For a rewrite or a replacement of existing software, very often you will find that the minimum you must achieve is something that works at least as good as the previous system in every respect, for all your users all of the time. Perfection is table stakes.
This is quite annoying if you happen to have the job of doing the rewrite, and not understanding this is a source of agro.
Here are a couple of examples from the Open Source world:
-
Pulseaudio is a “sound server” for Linux. A sound server is the part of your audio system that manages the fact that multiple applications might all want to be playing at once, and the multiple sound input/output devices you might be using.
Before Pulseaudio there was a different system, and the first time my system was “upgraded” to Pulseaudio, it had poor sound quality for some apps. I’m not an audiophile, but the cracks and pops and hissing were very obvious to me.
Now, compared to the previous system, Pulseaudio also came with a bunch of new features, like the ability to have a per-application volume control, and do sound over Bluetooth more easily. But I didn’t care about those features I had been given (I didn’t need them), while I certainly cared about music sounding bad. Perfect sound quality, all the time, is the minimum you have to achieve as a sound server.
I also found that if I uninstalled Pulseaudio, then I got back to the previous state where I had ALSA which just worked, and everything sounded fine. So I was pretty annoyed at this “upgrade”.
That was some years ago, and these days Pulseaudio has now apparently been replaced by Pipewire in my current Linux system. This happened without me knowing it, and in fact this is one of the highest compliments you can give to a rewrite or replacement system: the users didn’t notice.
-
More ambitiously in Linux world, there is Wayland, a project started in 2008 which is attempting to replace the X Window System as the protocol for how to do a windowing system, graphics output and keyboard/mouse input (so, almost everything you consciously interact with on a computer). Unsurprisingly, this is a lot of work, and there are still lots of things that don’t work for some people, and lots of problems that people didn’t have before.
Such reports are going to be pretty frustrating for the creators of the new system, whose only reward for decades of work, usually done for free, is a long list of complaints.
But for anyone who is forced to switch, if they find any regression in anything at any level, they are going to say “this sucks”. And fair enough - why should they care about all the work you did when the end result for them is worse? Why should they care about all the new features, which they don’t yet need (or don’t know they need), when some of the existing features they definitely do need are now broken?
So, what is the lesson? Don’t bother?
Rather, I think it is this: go ahead and do the rewrite, just buckle up, and set your expectations properly.

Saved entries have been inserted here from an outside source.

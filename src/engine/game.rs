//! The matching engine: command surface, resolution rules, timing.
//!
//! The engine cooperates with a host-driven event/timer loop. Commands
//! (`start_game`, `select_tile`, `stop_game`) arrive from the host; time
//! arrives through `advance`, which the host calls from its periodic tick
//! (e.g. every 10 ms). Notifications flow back through a drained FIFO
//! queue. Single logical thread of control throughout; if embedded in a
//! concurrent host, wrap the engine in a single-owner actor or mutex.

use std::collections::VecDeque;
use std::time::Duration;

use crate::core::{EngineConfig, GameError, GameRng, Symbol, Tile, TileId, TileState};
use crate::deck::{self, Deck};

use super::event::GameEvent;
use super::session::{GameSession, PendingHide};

/// The tile-matching memory game engine.
///
/// Owns the symbol pool, the deterministic RNG, the current session, and
/// the notification queue. All tile mutation flows through its operations.
#[derive(Debug)]
pub struct MatchEngine {
    pool: Vec<Symbol>,
    config: EngineConfig,
    rng: GameRng,
    session: Option<GameSession>,
    events: VecDeque<GameEvent>,
}

impl MatchEngine {
    /// Create an engine over a pool of distinct symbols.
    ///
    /// The pool must hold distinct symbols; decks sample from it without
    /// replacement. A fixed seed reproduces identical decks.
    #[must_use]
    pub fn new(pool: Vec<Symbol>, config: EngineConfig, seed: u64) -> Self {
        Self {
            pool,
            config,
            rng: GameRng::new(seed),
            session: None,
            events: VecDeque::new(),
        }
    }

    // === Commands ===

    /// Start a new game with `tile_count` tiles.
    ///
    /// Builds a fresh shuffled deck, resets the clock, and emits
    /// `GameStarted`. Any previous session - including its pending
    /// mismatch hide - is discarded. On error the previous session is
    /// left untouched.
    ///
    /// # Errors
    ///
    /// - `InvalidTileCount` if `tile_count` is zero or odd.
    /// - `InsufficientSymbols` if the pool cannot cover `tile_count / 2`
    ///   pairs.
    pub fn start_game(&mut self, tile_count: usize) -> Result<(), GameError> {
        let deck = deck::builder::build(tile_count, &self.pool, &mut self.rng)?;

        log::debug!(
            "game started: {tile_count} tiles, {} pairs",
            deck.pair_count()
        );
        self.session = Some(GameSession::new(deck));
        self.events.push_back(GameEvent::GameStarted);
        Ok(())
    }

    /// Start a fresh game with the same tile count as the current one.
    ///
    /// New shuffle, reset clock, `GameStarted` emitted again.
    ///
    /// # Errors
    ///
    /// `InvalidTileCount(0)` if no game has ever been started.
    pub fn restart_game(&mut self) -> Result<(), GameError> {
        self.start_game(self.tile_count())
    }

    /// Stop the current game.
    ///
    /// Freezes the clock, cancels any pending mismatch hide, and emits
    /// nothing (the host initiated the stop). Idempotent; a no-op if no
    /// game is active.
    pub fn stop_game(&mut self) {
        if let Some(session) = self.session.as_mut() {
            if session.running {
                log::debug!("game stopped after {:?}", session.elapsed);
            }
            session.stop();
        }
    }

    /// Forward a player tap on a tile.
    ///
    /// Silently ignored when no game is running, when the tile is unknown,
    /// already `Revealed` or `Matched`, or while a mismatch resolution is
    /// pending - stale taps are expected UI races, not errors. Otherwise
    /// the tile flips face up (`TilesRevealed`), and a second revealed
    /// tile resolves immediately: a match marks both tiles `Matched` and
    /// may end the game; a mismatch schedules the deferred hide.
    pub fn select_tile(&mut self, id: TileId) {
        let Some(session) = self.session.as_mut() else {
            return;
        };
        if !session.running || session.resolution_pending() || session.selection.len() >= 2 {
            return;
        }
        match session.deck.tile(id) {
            Some(tile) if tile.is_hidden() => {}
            _ => return,
        }

        if let Some(tile) = session.deck.tile_mut(id) {
            tile.state = TileState::Revealed;
        }
        session.selection.push(id);
        log::trace!("{id} revealed");
        self.events.push_back(GameEvent::TilesRevealed(vec![id]));

        if session.selection.len() == 2 {
            self.resolve_selection();
        }
    }

    /// Advance game time by `dt`.
    ///
    /// Called from the host's periodic tick. Accumulates elapsed time
    /// while running and counts down the pending mismatch hide; when the
    /// delay expires the mismatched pair flips back (`TilesHidden`) and
    /// the selection clears. A no-op once the game has ended or stopped,
    /// so no notification can fire after the session is over.
    pub fn advance(&mut self, dt: Duration) {
        let Some(session) = self.session.as_mut() else {
            return;
        };
        if !session.running {
            return;
        }
        session.elapsed += dt;

        if let Some(pending) = session.pending_hide.as_mut() {
            if pending.remaining > dt {
                pending.remaining -= dt;
                return;
            }
            let tiles = pending.tiles;
            for id in tiles {
                if let Some(tile) = session.deck.tile_mut(id) {
                    tile.state = TileState::Hidden;
                }
            }
            session.selection.clear();
            session.pending_hide = None;
            log::trace!("mismatch hidden: {}, {}", tiles[0], tiles[1]);
            self.events.push_back(GameEvent::TilesHidden(tiles.to_vec()));
        }
    }

    /// Evaluate the full selection: match or mismatch.
    fn resolve_selection(&mut self) {
        let Some(session) = self.session.as_mut() else {
            return;
        };
        let (first, second) = (session.selection[0], session.selection[1]);
        let is_match = match (session.deck.tile(first), session.deck.tile(second)) {
            (Some(a), Some(b)) => a.symbol == b.symbol,
            _ => return,
        };

        if is_match {
            for id in [first, second] {
                if let Some(tile) = session.deck.tile_mut(id) {
                    tile.state = TileState::Matched;
                }
            }
            session.selection.clear();
            session.remaining_pairs -= 1;
            log::debug!(
                "matched {first} and {second}, {} pairs remaining",
                session.remaining_pairs
            );

            if session.remaining_pairs == 0 {
                session.running = false;
                let elapsed = session.elapsed;
                log::debug!("game ended after {:?}", elapsed);
                self.events.push_back(GameEvent::GameEnded { elapsed });
            }
        } else {
            // Matched tiles stay revealed forever; a mismatch flips back
            // only after the configured delay so the player can memorize
            // the pair. Selection stays full until the hide fires, which
            // blocks a third reveal mid-resolution.
            session.pending_hide = Some(PendingHide {
                tiles: [first, second],
                remaining: self.config.hide_delay,
            });
            log::trace!("mismatch: {first} vs {second}");
        }
    }

    // === Queries ===

    /// Tile at a deck position, or `None` if out of range or no game.
    #[must_use]
    pub fn tile_at(&self, position: usize) -> Option<&Tile> {
        self.session.as_ref()?.deck.get(position)
    }

    /// Deck position for a tile identity, or `None` for unknown ids.
    #[must_use]
    pub fn index_for_tile(&self, id: TileId) -> Option<usize> {
        self.session.as_ref()?.deck.position_of(id)
    }

    /// Current deck size; 0 before any game has started.
    #[must_use]
    pub fn tile_count(&self) -> usize {
        self.session.as_ref().map_or(0, |s| s.deck.len())
    }

    /// Pairs still unmatched; 0 before any game has started.
    #[must_use]
    pub fn remaining_pairs(&self) -> usize {
        self.session.as_ref().map_or(0, |s| s.remaining_pairs)
    }

    /// Time accumulated while running; frozen once the game ends or stops.
    #[must_use]
    pub fn elapsed(&self) -> Duration {
        self.session.as_ref().map_or(Duration::ZERO, |s| s.elapsed)
    }

    /// Is a game currently in progress?
    #[must_use]
    pub fn is_running(&self) -> bool {
        self.session.as_ref().is_some_and(|s| s.running)
    }

    /// The deck of the current session, if any.
    #[must_use]
    pub fn deck(&self) -> Option<&Deck> {
        self.session.as_ref().map(|s| &s.deck)
    }

    // === Notifications ===

    /// Pop the oldest undelivered notification.
    pub fn next_event(&mut self) -> Option<GameEvent> {
        self.events.pop_front()
    }

    /// Drain all undelivered notifications, oldest first.
    pub fn drain_events(&mut self) -> Vec<GameEvent> {
        self.events.drain(..).collect()
    }
}

#[cfg(test)]
mod tests {
    use super::*;

    fn engine(pool_size: u32) -> MatchEngine {
        let pool: Vec<Symbol> = (0..pool_size).map(Symbol::new).collect();
        MatchEngine::new(pool, EngineConfig::default(), 42)
    }

    #[test]
    fn test_queries_before_start() {
        let engine = engine(10);

        assert_eq!(engine.tile_count(), 0);
        assert_eq!(engine.remaining_pairs(), 0);
        assert_eq!(engine.elapsed(), Duration::ZERO);
        assert!(!engine.is_running());
        assert!(engine.tile_at(0).is_none());
        assert!(engine.index_for_tile(TileId::new(0)).is_none());
        assert!(engine.deck().is_none());
    }

    #[test]
    fn test_start_game() {
        let mut engine = engine(10);
        engine.start_game(12).unwrap();

        assert!(engine.is_running());
        assert_eq!(engine.tile_count(), 12);
        assert_eq!(engine.remaining_pairs(), 6);
        assert_eq!(engine.drain_events(), vec![GameEvent::GameStarted]);
    }

    #[test]
    fn test_index_round_trip() {
        let mut engine = engine(10);
        engine.start_game(8).unwrap();

        for pos in 0..8 {
            let tile = *engine.tile_at(pos).unwrap();
            assert_eq!(engine.index_for_tile(tile.id), Some(pos));
        }
        assert!(engine.tile_at(8).is_none());
    }

    #[test]
    fn test_restart_requires_prior_game() {
        let mut engine = engine(10);
        assert_eq!(
            engine.restart_game().unwrap_err(),
            GameError::InvalidTileCount(0)
        );
    }

    #[test]
    fn test_restart_keeps_tile_count() {
        let mut engine = engine(10);
        engine.start_game(8).unwrap();
        engine.drain_events();

        engine.restart_game().unwrap();

        assert_eq!(engine.tile_count(), 8);
        assert_eq!(engine.remaining_pairs(), 4);
        assert!(engine.is_running());
        assert_eq!(engine.drain_events(), vec![GameEvent::GameStarted]);
    }

    #[test]
    fn test_select_ignored_when_not_running() {
        let mut engine = engine(10);
        engine.select_tile(TileId::new(0));
        assert!(engine.drain_events().is_empty());

        engine.start_game(4).unwrap();
        engine.stop_game();
        engine.drain_events();

        engine.select_tile(TileId::new(0));
        assert!(engine.drain_events().is_empty());
    }

    #[test]
    fn test_select_unknown_tile_ignored() {
        let mut engine = engine(10);
        engine.start_game(4).unwrap();
        engine.drain_events();

        engine.select_tile(TileId::new(99));

        assert!(engine.drain_events().is_empty());
    }

    #[test]
    fn test_elapsed_accumulates_only_while_running() {
        let mut engine = engine(10);
        engine.advance(Duration::from_millis(50));
        assert_eq!(engine.elapsed(), Duration::ZERO);

        engine.start_game(4).unwrap();
        engine.advance(Duration::from_millis(50));
        engine.advance(Duration::from_millis(30));
        assert_eq!(engine.elapsed(), Duration::from_millis(80));

        engine.stop_game();
        engine.advance(Duration::from_millis(500));
        assert_eq!(engine.elapsed(), Duration::from_millis(80));
    }
}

Until it has reached 100% of what it is supposed to replace, you will mostly get complaints. Don’t expect to be thanked for all your work, whether it is paid and commercial or free Open Source development. Nobody cares about the fantastic architectural improvements (which mainly help you, not them), nor about the new features they aren’t using yet. Don’t complain about the complainers and the naysayers, or ask them to shut up, or pretend that their problems don’t exist - why shouldn’t they complain, when you made their life worse?

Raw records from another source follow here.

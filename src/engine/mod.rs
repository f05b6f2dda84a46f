//! The matching engine: selection state machine, match resolution,
//! timing, win detection, and lifecycle notifications.
//!
//! Lifecycle per session: `NotStarted -> Running -> Ended`, with
//! `Running -> NotStarted` via `stop_game`. `Ended` is terminal until the
//! next `start_game` replaces the session.

pub mod event;
pub mod game;
pub mod session;

pub use event::{format_elapsed, GameEvent};
pub use game::MatchEngine;
pub use session::GameSession;
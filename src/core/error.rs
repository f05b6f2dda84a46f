//! Error taxonomy for the engine's caller-facing operations.
//!
//! Only `start_game` can fail. Stale or out-of-range `select_tile` calls
//! are expected UI races (a tap landing during the mismatch-hide delay, or
//! after the session stopped) and are silently absorbed instead.

use thiserror::Error;

/// Errors surfaced to the host.
#[derive(Clone, Debug, PartialEq, Eq, Error)]
pub enum GameError {
    /// The requested tile count cannot form pairs.
    #[error("invalid tile count {0}: must be a positive even number")]
    InvalidTileCount(usize),

    /// The symbol pool cannot cover the requested pair count.
    #[error("insufficient symbols: {requested} pairs requested but only {available} symbols available")]
    InsufficientSymbols {
        /// Pairs the caller asked for (`tile_count / 2`).
        requested: usize,
        /// Distinct symbols in the pool.
        available: usize,
    },
}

(Do the complainers actually have a right to complain? As a side note, when talking about this with my wife, her view was that they really don’t, and maybe they should think about paying for this free software before complaining. This is coming from the perspective of “a wife of an Open Source project maintainer who spends a lot of hours on projects for which he is not thanked (or paid)”. But however much truth there is in that perspective, people will complain, and I don’t think it is sensible to assume otherwise).

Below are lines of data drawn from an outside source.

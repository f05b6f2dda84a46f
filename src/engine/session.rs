//! Per-game session state.
//!
//! A `GameSession` is created by `start_game` and replaced wholesale by the
//! next one. It exclusively owns its deck and all tiles; mutation happens
//! only through the engine's operations. Dropping the session (stop or new
//! game) structurally cancels any pending deferred hide - there is no timer
//! object to invalidate.

use std::time::Duration;

use smallvec::SmallVec;

use crate::core::TileId;
use crate::deck::Deck;

/// A mismatch hide scheduled at resolution time.
///
/// While pending, no new tile may enter the selection; the engine's
/// "resolution pending" no-op rule enforces this.
#[derive(Clone, Debug)]
pub(crate) struct PendingHide {
    /// The mismatched pair to flip back.
    pub tiles: [TileId; 2],
    /// Delay left before the hide fires.
    pub remaining: Duration,
}

/// State of one run of the game, from start to end or stop.
#[derive(Clone, Debug)]
pub struct GameSession {
    pub(crate) deck: Deck,
    /// Accumulated while running; frozen on end or stop.
    pub(crate) elapsed: Duration,
    pub(crate) running: bool,
    /// Decrements only on confirmed matches; 0 is the sole terminal
    /// condition.
    pub(crate) remaining_pairs: usize,
    /// Tiles revealed but not yet resolved (0..=2).
    pub(crate) selection: SmallVec<[TileId; 2]>,
    pub(crate) pending_hide: Option<PendingHide>,
}

impl GameSession {
    /// Start a session over a freshly built deck.
    pub(crate) fn new(deck: Deck) -> Self {
        let remaining_pairs = deck.pair_count();
        Self {
            deck,
            elapsed: Duration::ZERO,
            running: true,
            remaining_pairs,
            selection: SmallVec::new(),
            pending_hide: None,
        }
    }

    /// Freeze the session: stop the clock and drop any deferred hide.
    pub(crate) fn stop(&mut self) {
        self.running = false;
        self.pending_hide = None;
    }

    /// Is a mismatch resolution pending?
    pub(crate) fn resolution_pending(&self) -> bool {
        self.pending_hide.is_some()
    }
}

I’m writing this down partly for myself, as I start a project rewriting a working piece of software for a client. This rewrite will include a large interface overhaul as well as a lot of internal architecture changes, and I’m hoping that the interface changes will be welcome.
However, I have to prepare for the fact that initial reactions will likely be negative, or not nearly as positive as we might expect, because just by changing anything I’ve already made someone’s life worse: having to relearn how to do something they used to know is not most people’s idea of fun. To make up for that, if I want them to be positively enthusiastic, not only do I have to cater for every need and fulfil every previous expectation, the improvements have also got to be both large and obvious — it’s got to be an absolute slam dunk, from the very first time they try it.
We’ve got a tiny number of current users for this application, so compared to the other projects I mentioned, the stakes are much lower and we should be able to accommodate everyone’s needs. But getting my expectations right, having empathy with the user, is essential.